3 of 3 people found the following review helpful
The whole is greater than the sum of its parts,
Verified Purchase(What is this?)
This review is from: Don Giovanni: Metropolitan Opera (Levine) [DVD]  [NTSC] (DVD)
Seeing the other reviews, I am well aware that enjoyment of performing arts is a highly subjective thing. So what may work for me will not work for somebody else and vice versa. So when before buying this DVD I did a research on the available versions and settled on this one, it is my subjective opinion of what I find nice in sound and in setting. And even this is a compromise for many things that don't exist joined in one production. Peter Mattei would be my preferred Don Giovanni; however, the productions wherein he has taken part are hard to digest as a whole. I would have loved to see Kurt Moll as truly intimidating basso-profundo Commendatore, but, alas! it was also not available.
So.. yes, this is a safely "traditional" MET production with somewhat heavy conducting. And even if the costumes and decorations look somewhat "with a beard", it is still a decent and evenly balanced version of Don Giovanni, especially in the sense of the cast. My greatest pet peeve is usually the tenors cast for Don Ottavio, the directors seem to disregard this role and cast tenors that sound like cracked bells. Paul Grove might not be the most dashing Don Ottavio, but in the given setting he gives a very convincing performance as loyal and long-waiting lover. Renee Fleming may not a very youthful Donna Anna, but she gives a very dignified aspect to the role, and - oh! - her voice, it took me by surprise. Bryn Terfel is perhaps not quite a looker for the role of Don Giovanni, but also he gives his unique interpretation to the role. I've seen various Don Giovannis, from mere seducers to nearly suicidally gloomy, but this one is a unrepenting, unapologetic villain, a brute without a drop of conscience, true to his essence till the last moment. Ferruccio Furlanetti is experienced in his role and gives us a traditionally cowardly Leporello with his side comments. Solveig Kringelborn gives us a somewhat ridiculous but still loving Donna Elvira, and also the Zerlina and Masetto pair with Hei-Kyung Hong and John Relyea is pleasant to see and hear.
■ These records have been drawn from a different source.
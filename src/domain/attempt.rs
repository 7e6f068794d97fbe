use chrono::NaiveDateTime;
use serde::Serialize;

/// One completed play-through of a mini-game. Immutable once stored.
#[derive(Debug, Clone, PartialEq, Eq, Serialize)]
#[serde(rename_all = "camelCase")]
pub struct AttemptRecord {
    pub id: i64,
    pub actor_id: String,
    pub game_id: String,
    pub score: u8,
    pub elapsed_seconds: u32,
    pub created_at: NaiveDateTime,
}

/// A validated, timestamped attempt that has not been stored yet.
#[derive(Debug, Clone, PartialEq, Eq)]
pub struct PendingAttempt {
    pub actor_id: String,
    pub game_id: String,
    pub score: u8,
    pub elapsed_seconds: u32,
    pub created_at: NaiveDateTime,
}

impl PendingAttempt {
    pub fn into_record(self, id: i64) -> AttemptRecord {
        AttemptRecord {
            id,
            actor_id: self.actor_id,
            game_id: self.game_id,
            score: self.score,
            elapsed_seconds: self.elapsed_seconds,
            created_at: self.created_at,
        }
    }
}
Music of Mozart asks no additional comments and Don Giovanni is the one work where I would dare to use the word "epic" to describe the music. It is magnificent.
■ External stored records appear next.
// ============================================================
// Layer 2 — TrainUseCase
// ============================================================
// Orchestrates fine-tuning:
//
//   Step 1: Open the session           (config, tokenizer, vocabs)
//   Step 2: Load train examples        (Layer 4 - data)
//   Step 3: Convert to features        (Layer 4 - data)
//   Step 4: Derive the LR schedule     (Layer 5 - ml)
//   Step 5: Save run + model config    (Layer 6 - infra)
//   Step 6: Build the model            (Layer 5 - ml)
//   Step 7: Run the step loop          (Layer 5 - ml)
//
// Reference: Burn Book §5 (Training)

use anyhow::Result;
use burn::{
    backend::{Autodiff, NdArray, Wgpu},
    tensor::backend::AutodiffBackend,
};

use crate::application::config::{BackendKind, RunConfig};
use crate::application::session::{require_labels, Phase, Session};
use crate::data::dataset::FeatureDataset;
use crate::domain::example::InputExample;
use crate::domain::traits::ExampleSource;
use crate::infra::{metrics::MetricsLogger, output::write_pretty_json};
use crate::ml::schedule::WarmupLinearDecay;
use crate::ml::trainer::{run_training, TrainSettings, TrainSummary};

const RUN_CONFIG_FILE: &str = "run_config.json";

pub struct TrainUseCase {
    config: RunConfig,
}

impl TrainUseCase {
    pub fn new(config: RunConfig) -> Self {
        Self { config }
    }

    pub fn execute(&self) -> Result<TrainSummary> {
        match self.config.backend {
            BackendKind::Wgpu    => self.run::<Autodiff<Wgpu>>(&Default::default()),
            BackendKind::NdArray => self.run::<Autodiff<NdArray>>(&Default::default()),
        }
    }

    fn run<B: AutodiffBackend>(&self, device: &B::Device) -> Result<TrainSummary> {
        let cfg = &self.config;
        tracing::info!("Using device: {:?}", device);

        // ── Step 1: Session ───────────────────────────────────────────────────
        let session = Session::open(cfg.clone(), Phase::Train)?;

        // ── Step 2: Train examples ────────────────────────────────────────────
        let examples: Vec<InputExample> = session.corpus
            .train_examples()?
            .into_iter()
            .map(InputExample::from)
            .collect();
        tracing::info!("Loaded {} training examples", examples.len());

        // ── Step 3: Features ──────────────────────────────────────────────────
        require_labels(&examples, "train")?;
        let features = session.features(&examples)?;

        // ── Step 4: Schedule ──────────────────────────────────────────────────
        let schedule = WarmupLinearDecay::from_epochs(
            cfg.learning_rate,
            features.len(),
            cfg.train_batch_size,
            cfg.num_train_epochs,
            cfg.warmup_proportion,
        );

        // ── Step 5: Record the run ────────────────────────────────────────────
        write_pretty_json(cfg, &cfg.output_dir.join(RUN_CONFIG_FILE))?;

        // ── Step 6: Model (also saves classifier_config.json) ─────────────────
        let model = session.fresh_model::<B>(device)?;

        // ── Step 7: Train ─────────────────────────────────────────────────────
        let settings = TrainSettings {
            batch_size:             cfg.train_batch_size,
            schedule,
            save_checkpoints_steps: cfg.save_checkpoints_steps,
            seed:                   cfg.random_seed,
        };
        let metrics = MetricsLogger::new(&cfg.output_dir)?;
        let (_, summary) = run_training(
            model,
            FeatureDataset::new(features),
            &settings,
            &session.checkpoints,
            &metrics,
            device,
        )?;

        Ok(summary)
    }
}

// ─── Unit Tests ───────────────────────────────────────────────────────────────
#[cfg(test)]
mod tests {
    use super::*;
    use crate::application::session::tests::{cleanup, scratch_run};

    #[test]
    fn test_train_writes_checkpoint_and_records() {
        let cfg = scratch_run("train");
        let summary = TrainUseCase::new(cfg.clone()).execute().unwrap();

        // 3 examples / batch 2 × 2 epochs → 3 steps
        assert_eq!(summary.global_step, 3);
        for file in ["run_config.json", "classifier_config.json", "latest_step.json", "metrics.csv", "tokenizer.json"] {
            assert!(cfg.output_dir.join(file).exists(), "missing {file}");
        }
        cleanup(&cfg);
    }

    #[test]
    fn test_train_rejects_unlabelled_examples() {
        let cfg = scratch_run("train_unlabelled");
        std::fs::write(
            cfg.data_dir.join("train-intent/train-intent.json"),
            r#"[{"id": 1, "text": "city"}]"#,
        ).unwrap();

        let err = format!("{:#}", TrainUseCase::new(cfg.clone()).execute().unwrap_err());
        assert!(err.contains("has no labels"));
        cleanup(&cfg);
    }
}
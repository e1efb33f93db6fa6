// ============================================================
// Layer 1 — CLI / Presentation Layer
// ============================================================
// Parses arguments with clap and routes each subcommand to its
// use case in Layer 2. Printing the final outcome is the only
// work done here.
//
// Reference: Rust Book §7 (Modules), §12 (CLI programs)

pub mod commands;

use anyhow::Result;
use clap::Parser;
use commands::{Commands, RunArgs};

use crate::application::{
    eval_use_case::EvalUseCase,
    export_use_case::ExportUseCase,
    predict_use_case::PredictUseCase,
    train_use_case::TrainUseCase,
};

#[derive(Parser, Debug)]
#[command(
    name = "multihead-intent",
    version = "0.1.0",
    about = "Fine-tune a BERT encoder with intent, topic and ability heads."
)]
pub struct Cli {
    #[command(subcommand)]
    pub command: Commands,
}

impl Cli {
    pub fn run(self) -> Result<()> {
        match self.command {
            Commands::Train(args)   => run_train(args),
            Commands::Eval(args)    => run_eval(args),
            Commands::Predict(args) => run_predict(args),
            Commands::Export(args)  => run_export(args),
        }
    }
}

fn run_train(args: RunArgs) -> Result<()> {
    tracing::info!("Starting training on data in: {}", args.data_dir.display());
    let summary = TrainUseCase::new(args.into()).execute()?;
    println!(
        "Training complete: {} steps over {} passes, final train_loss={:.4}",
        summary.global_step, summary.passes, summary.final_loss,
    );
    Ok(())
}

fn run_eval(args: RunArgs) -> Result<()> {
    let report = EvalUseCase::new(args.into()).execute()?;
    println!(
        "eval_loss={:.4} | intent_acc={:.1}% | topic_acc={:.1}% | ability_acc={:.1}% | n={}",
        report.eval_loss,
        report.intent_accuracy * 100.0,
        report.topic_accuracy * 100.0,
        report.ability_accuracy * 100.0,
        report.num_examples,
    );
    Ok(())
}

fn run_predict(args: RunArgs) -> Result<()> {
    let path = PredictUseCase::new(args.into()).execute()?;
    println!("Predictions written to {}", path.display());
    Ok(())
}

fn run_export(args: RunArgs) -> Result<()> {
    let dir = ExportUseCase::new(args.into()).execute()?;
    println!("Exported to {}", dir.display());
    Ok(())
}

// ─── Unit Tests ───────────────────────────────────────────────────────────────
#[cfg(test)]
mod tests {
    use super::*;
    use crate::application::config::{BackendKind, RunConfig};

    fn parse(extra: &[&str]) -> Cli {
        let mut argv = vec![
            "multihead-intent", "predict",
            "--bert-config-file", "bert/bert_config.json",
            "--vocab-file", "bert/vocab.txt",
            "--data-dir", "data",
            "--output-dir", "out",
        ];
        argv.extend_from_slice(extra);
        Cli::try_parse_from(argv).unwrap()
    }

    #[test]
    fn test_defaults() {
        let Commands::Predict(args) = parse(&[]).command else { panic!("wrong subcommand") };
        let cfg: RunConfig = args.into();
        assert_eq!(cfg.max_seq_len, 128);
        assert_eq!(cfg.predict_batch_size, 8);
        assert_eq!(cfg.random_seed, 100);
        assert!(cfg.do_lower_case);
        assert!(!cfg.pad_final_batch);
        assert_eq!(cfg.backend, BackendKind::Wgpu);
        assert_eq!(cfg.task_name, "intent");
    }

    #[test]
    fn test_overrides() {
        let cli = parse(&[
            "--do-lower-case", "false", "--backend", "ndarray",
            "--pad-final-batch", "--predict-tag", "v2", "--max-seq-len", "64",
        ]);
        let Commands::Predict(args) = cli.command else { panic!("wrong subcommand") };
        let cfg: RunConfig = args.into();
        assert!(!cfg.do_lower_case);
        assert_eq!(cfg.backend, BackendKind::NdArray);
        assert!(cfg.pad_final_batch);
        assert_eq!(cfg.predict_tag.as_deref(), Some("v2"));
        assert_eq!(cfg.max_seq_len, 64);
    }

    #[test]
    fn test_missing_required_path_is_rejected() {
        assert!(Cli::try_parse_from(["multihead-intent", "train", "--data-dir", "d"]).is_err());
    }
}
So in summary, this version perhaps is lacking the "wow, I love it!" factor, but other than that it is a good version to have for someone to start with Don Giovanni, with a cast of well-balanced voices and a traditional approach to the interpretation. Traditional is not necessarily a bad thing, there's enough of modern interpretations which leaves one with "what on earth were they thinking?" feeling in the end.